■ PROVIDED MATERIAL
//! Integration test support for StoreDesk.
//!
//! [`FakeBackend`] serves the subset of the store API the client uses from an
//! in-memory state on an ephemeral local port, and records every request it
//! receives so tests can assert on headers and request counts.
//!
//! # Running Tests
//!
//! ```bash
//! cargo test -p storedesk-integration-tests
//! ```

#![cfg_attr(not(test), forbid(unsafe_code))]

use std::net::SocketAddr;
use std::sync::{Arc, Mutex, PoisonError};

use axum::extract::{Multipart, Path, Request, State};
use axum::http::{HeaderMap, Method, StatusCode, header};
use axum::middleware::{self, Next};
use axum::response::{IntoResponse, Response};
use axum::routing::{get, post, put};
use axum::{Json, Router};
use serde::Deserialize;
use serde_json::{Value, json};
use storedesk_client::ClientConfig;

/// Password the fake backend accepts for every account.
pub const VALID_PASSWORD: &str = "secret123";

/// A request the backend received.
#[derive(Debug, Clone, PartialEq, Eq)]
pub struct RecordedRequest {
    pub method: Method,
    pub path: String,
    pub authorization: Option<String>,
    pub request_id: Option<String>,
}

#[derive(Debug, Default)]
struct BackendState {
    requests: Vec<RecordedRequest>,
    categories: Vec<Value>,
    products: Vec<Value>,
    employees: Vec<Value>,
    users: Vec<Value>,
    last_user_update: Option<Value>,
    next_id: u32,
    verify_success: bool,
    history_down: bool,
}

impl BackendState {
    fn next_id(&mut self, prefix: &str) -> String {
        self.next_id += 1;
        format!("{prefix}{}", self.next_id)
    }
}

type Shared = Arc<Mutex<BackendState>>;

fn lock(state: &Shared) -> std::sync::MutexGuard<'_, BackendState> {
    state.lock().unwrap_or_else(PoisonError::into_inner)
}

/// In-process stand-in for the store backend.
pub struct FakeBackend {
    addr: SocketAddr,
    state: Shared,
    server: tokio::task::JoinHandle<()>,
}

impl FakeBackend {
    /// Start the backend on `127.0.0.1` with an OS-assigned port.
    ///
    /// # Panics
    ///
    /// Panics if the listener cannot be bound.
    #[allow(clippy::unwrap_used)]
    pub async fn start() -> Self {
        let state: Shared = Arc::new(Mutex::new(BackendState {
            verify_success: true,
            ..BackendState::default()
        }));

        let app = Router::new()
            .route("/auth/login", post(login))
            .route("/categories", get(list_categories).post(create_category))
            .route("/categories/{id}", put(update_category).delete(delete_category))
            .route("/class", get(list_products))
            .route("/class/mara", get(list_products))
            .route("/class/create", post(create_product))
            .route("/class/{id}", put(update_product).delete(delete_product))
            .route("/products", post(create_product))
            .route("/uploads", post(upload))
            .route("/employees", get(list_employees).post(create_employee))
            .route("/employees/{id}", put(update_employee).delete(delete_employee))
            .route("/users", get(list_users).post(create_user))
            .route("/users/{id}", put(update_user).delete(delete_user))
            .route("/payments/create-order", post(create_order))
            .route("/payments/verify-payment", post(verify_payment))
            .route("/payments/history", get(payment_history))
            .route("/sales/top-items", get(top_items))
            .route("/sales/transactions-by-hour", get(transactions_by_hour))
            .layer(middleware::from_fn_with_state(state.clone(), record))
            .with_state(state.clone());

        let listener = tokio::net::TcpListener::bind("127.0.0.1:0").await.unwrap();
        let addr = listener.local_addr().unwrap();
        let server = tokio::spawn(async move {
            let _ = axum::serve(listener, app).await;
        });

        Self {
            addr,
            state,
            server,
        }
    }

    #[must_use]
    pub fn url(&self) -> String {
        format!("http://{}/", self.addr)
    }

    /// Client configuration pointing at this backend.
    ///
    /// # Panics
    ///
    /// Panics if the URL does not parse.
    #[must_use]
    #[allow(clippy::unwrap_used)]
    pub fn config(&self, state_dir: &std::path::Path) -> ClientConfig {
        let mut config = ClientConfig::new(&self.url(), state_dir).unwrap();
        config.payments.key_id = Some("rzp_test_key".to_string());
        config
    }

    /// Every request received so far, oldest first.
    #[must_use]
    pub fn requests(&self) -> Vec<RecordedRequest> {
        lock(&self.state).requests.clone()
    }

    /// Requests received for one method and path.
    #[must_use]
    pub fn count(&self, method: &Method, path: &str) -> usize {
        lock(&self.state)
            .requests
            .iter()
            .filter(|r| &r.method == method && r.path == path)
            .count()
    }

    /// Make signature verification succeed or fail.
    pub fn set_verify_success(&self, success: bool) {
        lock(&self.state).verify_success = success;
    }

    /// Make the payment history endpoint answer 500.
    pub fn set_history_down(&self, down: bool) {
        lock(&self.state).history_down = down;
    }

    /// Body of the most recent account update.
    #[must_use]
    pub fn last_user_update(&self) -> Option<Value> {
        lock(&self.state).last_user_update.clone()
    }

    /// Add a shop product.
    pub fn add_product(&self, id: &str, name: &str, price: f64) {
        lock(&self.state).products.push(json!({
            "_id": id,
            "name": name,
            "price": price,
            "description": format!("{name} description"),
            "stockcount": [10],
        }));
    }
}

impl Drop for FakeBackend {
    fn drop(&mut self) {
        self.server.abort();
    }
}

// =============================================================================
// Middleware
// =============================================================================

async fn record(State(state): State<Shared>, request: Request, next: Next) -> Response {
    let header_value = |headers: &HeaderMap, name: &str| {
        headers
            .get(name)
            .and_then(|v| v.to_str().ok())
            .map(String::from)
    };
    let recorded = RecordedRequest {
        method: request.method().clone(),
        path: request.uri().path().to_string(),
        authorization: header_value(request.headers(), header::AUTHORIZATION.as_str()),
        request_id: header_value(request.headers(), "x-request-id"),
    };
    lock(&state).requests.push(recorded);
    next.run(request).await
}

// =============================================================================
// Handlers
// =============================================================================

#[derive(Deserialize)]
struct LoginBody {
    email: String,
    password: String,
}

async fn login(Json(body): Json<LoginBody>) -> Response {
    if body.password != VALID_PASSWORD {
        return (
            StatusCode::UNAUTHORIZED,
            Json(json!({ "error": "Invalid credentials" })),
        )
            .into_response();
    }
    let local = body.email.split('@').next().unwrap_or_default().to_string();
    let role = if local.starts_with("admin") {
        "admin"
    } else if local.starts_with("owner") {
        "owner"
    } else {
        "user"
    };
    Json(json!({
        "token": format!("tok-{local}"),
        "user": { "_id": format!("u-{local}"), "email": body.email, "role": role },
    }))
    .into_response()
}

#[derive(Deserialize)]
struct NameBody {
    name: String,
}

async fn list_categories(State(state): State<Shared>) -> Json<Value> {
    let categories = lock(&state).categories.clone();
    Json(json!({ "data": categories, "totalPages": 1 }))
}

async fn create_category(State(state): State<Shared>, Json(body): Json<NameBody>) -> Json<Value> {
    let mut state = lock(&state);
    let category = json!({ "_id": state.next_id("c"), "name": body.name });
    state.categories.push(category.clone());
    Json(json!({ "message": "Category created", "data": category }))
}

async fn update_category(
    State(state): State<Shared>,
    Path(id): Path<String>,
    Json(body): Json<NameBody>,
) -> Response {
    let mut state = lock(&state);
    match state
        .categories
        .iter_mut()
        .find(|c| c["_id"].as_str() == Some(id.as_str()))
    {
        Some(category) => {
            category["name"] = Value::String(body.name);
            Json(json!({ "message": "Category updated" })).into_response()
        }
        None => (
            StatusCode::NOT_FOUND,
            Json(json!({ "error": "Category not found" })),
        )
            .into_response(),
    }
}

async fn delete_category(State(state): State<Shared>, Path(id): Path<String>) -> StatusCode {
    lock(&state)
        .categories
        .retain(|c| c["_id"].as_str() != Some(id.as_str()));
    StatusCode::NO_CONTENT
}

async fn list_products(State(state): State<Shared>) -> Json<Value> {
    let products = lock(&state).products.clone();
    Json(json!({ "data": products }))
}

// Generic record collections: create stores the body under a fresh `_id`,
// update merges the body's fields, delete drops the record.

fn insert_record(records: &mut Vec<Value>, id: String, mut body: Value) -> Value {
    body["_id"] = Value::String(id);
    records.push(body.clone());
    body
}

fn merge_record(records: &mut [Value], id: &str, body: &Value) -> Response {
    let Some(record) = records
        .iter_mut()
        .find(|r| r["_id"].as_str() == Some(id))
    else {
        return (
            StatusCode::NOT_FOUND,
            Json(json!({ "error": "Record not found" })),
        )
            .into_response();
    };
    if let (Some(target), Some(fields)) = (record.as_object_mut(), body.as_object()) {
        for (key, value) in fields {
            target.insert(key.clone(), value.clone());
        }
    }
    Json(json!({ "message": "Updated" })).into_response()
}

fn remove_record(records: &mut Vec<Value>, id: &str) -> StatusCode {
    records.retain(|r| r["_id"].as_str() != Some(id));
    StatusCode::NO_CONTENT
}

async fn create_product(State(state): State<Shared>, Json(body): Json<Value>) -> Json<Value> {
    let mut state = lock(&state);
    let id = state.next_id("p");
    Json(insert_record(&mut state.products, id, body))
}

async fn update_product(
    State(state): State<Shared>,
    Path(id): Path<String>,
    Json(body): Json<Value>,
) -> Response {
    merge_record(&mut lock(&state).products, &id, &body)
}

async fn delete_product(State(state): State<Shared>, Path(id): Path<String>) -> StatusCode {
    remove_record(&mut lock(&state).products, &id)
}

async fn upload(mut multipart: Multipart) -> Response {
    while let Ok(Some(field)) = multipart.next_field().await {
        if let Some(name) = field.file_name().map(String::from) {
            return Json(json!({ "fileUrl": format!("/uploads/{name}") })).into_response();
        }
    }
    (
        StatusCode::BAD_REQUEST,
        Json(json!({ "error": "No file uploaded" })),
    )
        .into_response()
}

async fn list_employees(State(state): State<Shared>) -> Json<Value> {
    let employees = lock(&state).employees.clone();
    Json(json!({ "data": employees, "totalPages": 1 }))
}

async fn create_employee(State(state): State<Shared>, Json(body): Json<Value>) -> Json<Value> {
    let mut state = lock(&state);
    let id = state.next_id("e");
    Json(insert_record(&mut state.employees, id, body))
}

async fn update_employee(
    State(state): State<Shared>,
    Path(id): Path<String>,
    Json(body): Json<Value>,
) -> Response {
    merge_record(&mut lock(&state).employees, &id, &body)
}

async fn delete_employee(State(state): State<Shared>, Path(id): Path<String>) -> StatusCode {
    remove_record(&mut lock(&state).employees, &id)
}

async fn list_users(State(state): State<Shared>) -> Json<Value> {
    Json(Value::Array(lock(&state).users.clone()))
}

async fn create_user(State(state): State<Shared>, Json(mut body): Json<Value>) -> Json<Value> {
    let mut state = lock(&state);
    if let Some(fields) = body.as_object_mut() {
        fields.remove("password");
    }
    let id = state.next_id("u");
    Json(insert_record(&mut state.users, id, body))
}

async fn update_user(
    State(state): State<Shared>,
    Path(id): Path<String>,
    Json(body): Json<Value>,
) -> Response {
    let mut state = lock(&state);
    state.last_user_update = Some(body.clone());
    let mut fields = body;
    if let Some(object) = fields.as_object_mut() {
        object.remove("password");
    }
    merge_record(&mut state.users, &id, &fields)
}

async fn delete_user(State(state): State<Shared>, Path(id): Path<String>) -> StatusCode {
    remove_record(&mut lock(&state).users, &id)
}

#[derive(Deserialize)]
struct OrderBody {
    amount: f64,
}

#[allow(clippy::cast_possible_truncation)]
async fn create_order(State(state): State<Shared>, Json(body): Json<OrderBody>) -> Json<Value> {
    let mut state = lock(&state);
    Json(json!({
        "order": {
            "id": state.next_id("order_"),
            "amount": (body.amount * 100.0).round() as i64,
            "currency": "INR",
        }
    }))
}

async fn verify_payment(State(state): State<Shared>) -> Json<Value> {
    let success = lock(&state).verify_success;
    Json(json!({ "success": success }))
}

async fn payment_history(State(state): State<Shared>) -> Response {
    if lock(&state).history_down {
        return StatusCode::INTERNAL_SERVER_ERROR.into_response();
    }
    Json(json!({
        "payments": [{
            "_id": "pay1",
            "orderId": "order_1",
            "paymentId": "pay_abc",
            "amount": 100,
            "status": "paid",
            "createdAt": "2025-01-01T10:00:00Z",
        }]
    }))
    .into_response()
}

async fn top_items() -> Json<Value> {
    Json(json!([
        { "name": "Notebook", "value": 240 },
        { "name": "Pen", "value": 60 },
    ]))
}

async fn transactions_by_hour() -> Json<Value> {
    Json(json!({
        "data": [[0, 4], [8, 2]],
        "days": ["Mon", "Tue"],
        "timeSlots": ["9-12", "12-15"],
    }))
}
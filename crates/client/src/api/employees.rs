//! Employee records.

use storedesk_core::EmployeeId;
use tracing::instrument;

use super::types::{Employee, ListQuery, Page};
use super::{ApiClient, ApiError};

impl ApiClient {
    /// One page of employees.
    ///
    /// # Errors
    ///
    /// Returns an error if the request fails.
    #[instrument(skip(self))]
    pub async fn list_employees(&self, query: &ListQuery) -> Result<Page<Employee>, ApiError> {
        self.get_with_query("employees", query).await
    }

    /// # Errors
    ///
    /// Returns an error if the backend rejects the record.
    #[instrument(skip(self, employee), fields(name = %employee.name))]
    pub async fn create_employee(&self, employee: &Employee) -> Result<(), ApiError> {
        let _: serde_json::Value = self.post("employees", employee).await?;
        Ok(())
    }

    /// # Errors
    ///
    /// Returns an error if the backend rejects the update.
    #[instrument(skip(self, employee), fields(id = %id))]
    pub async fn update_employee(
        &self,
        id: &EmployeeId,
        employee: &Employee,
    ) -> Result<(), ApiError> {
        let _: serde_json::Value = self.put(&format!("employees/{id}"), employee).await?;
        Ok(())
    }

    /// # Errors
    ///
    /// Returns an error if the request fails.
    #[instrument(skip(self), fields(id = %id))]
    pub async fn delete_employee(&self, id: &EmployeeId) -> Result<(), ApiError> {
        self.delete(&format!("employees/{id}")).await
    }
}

■ WHAT IS BEING ASKED
Word for word, please print every line from the beginning of the records to the line bearing "pub struct RecordedRequest", counting both ends and stopping there.

■ ANSWER FOR THIS EXERCISE
//! Integration test support for StoreDesk.
//!
//! [`FakeBackend`] serves the subset of the store API the client uses from an
//! in-memory state on an ephemeral local port, and records every request it
//! receives so tests can assert on headers and request counts.
//!
//! # Running Tests
//!
//! ```bash
//! cargo test -p storedesk-integration-tests
//! ```

#![cfg_attr(not(test), forbid(unsafe_code))]

use std::net::SocketAddr;
use std::sync::{Arc, Mutex, PoisonError};

use axum::extract::{Multipart, Path, Request, State};
use axum::http::{HeaderMap, Method, StatusCode, header};
use axum::middleware::{self, Next};
use axum::response::{IntoResponse, Response};
use axum::routing::{get, post, put};
use axum::{Json, Router};
use serde::Deserialize;
use serde_json::{Value, json};
use storedesk_client::ClientConfig;

/// Password the fake backend accepts for every account.
pub const VALID_PASSWORD: &str = "secret123";

/// A request the backend received.
#[derive(Debug, Clone, PartialEq, Eq)]
pub struct RecordedRequest {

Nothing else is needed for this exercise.